The possibility that some Neanderthals had survived longest in the Iberian Peninsula was raised by researchers in 1990, Straus said.

“In particular, the hypothesis of Neanderthal refugia in southern Iberia was one that I put forth in a pair of articles in the early ‘90s… There have been heated debates and a great deal of recent re-dating of both classic and new sites in northern, eastern, and southern Spain (including Gibraltar) and in southern Portugal,” Straus explained. “In several cases, recent ages for late-surviving types of stone tools – presumably made by Neanderthals – have been shown to be wrong, and there is some evidence that Upper Paleolithic artifacts made by anatomically modern Homo sapiens may have appeared not only in Cantabrian Spain and Catalonia in the north by about 43, 000 years ago, but at least spottily in the south by about the same time.
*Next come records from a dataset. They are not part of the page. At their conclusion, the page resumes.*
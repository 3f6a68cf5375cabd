use clap::Subcommand;

#[derive(Subcommand, Debug)]
pub enum Commands {
    /// Expose `POST /api/chat` backed by the configured completion provider
    Serve {
        #[arg(short, long, default_value = "3000")]
        port: u16,

        /// Bind to 0.0.0.0 instead of 127.0.0.1, exposing the endpoint on all network interfaces
        #[arg(long)]
        public: bool,
    },

    /// Interactive conversation on stdin/stdout; `/quit` or end of input leaves
    Chat,

    /// Send a single prompt and type out the reply
    Ask {
        #[arg(required = true, num_args = 1..)]
        prompt: Vec<String>,
    },
}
However, there continues to be evidence that technology characteristic of Neanderthal culture did survive in the south. A major problem is the lack of actual bones—either of late Neanderthals or of early anatomically modern humans—in Spain and Portugal during the critical transitional period between about 45 to 40,000 years ago. Clearly, the two groups of humans were in contact both in Iberia and elsewhere, long enough to have both cultural and biological intercourse, but the Neanderthals were simply demographically swamped by the newcomers out of Africa – for reasons that remain mysterious.”

“I have been involved in this debate over the decades and have been either formal or informal adviser of many of the main players in the key research…  It is one of the most fascinating and enduring problems in paleoanthropology and goes to the heart of not only why the Neanderthals—so close to us anatomically, genetically, and culturally—ultimately failed, despite having interbred with Homo sapiens sapiens and thus having passed down some of their genes to us today,” he continued.

Carvalho explained why Jones’s, Straus’s and her studies are important in the field of Archaeology. 

“Why Neanderthal populations disappeared and how modern humans dispersed throughout Eurasia are two of the most important anthropological and archaeological research questions of our time. How environmental or climate conditions affected these two human populations is key to resolving such questions. Research in Iberia, Italy and the Balkans has focused on these questions for decades, and this Special Issue was the perfect opportunity to bring together researchers interested in the same topic and highlight their work.”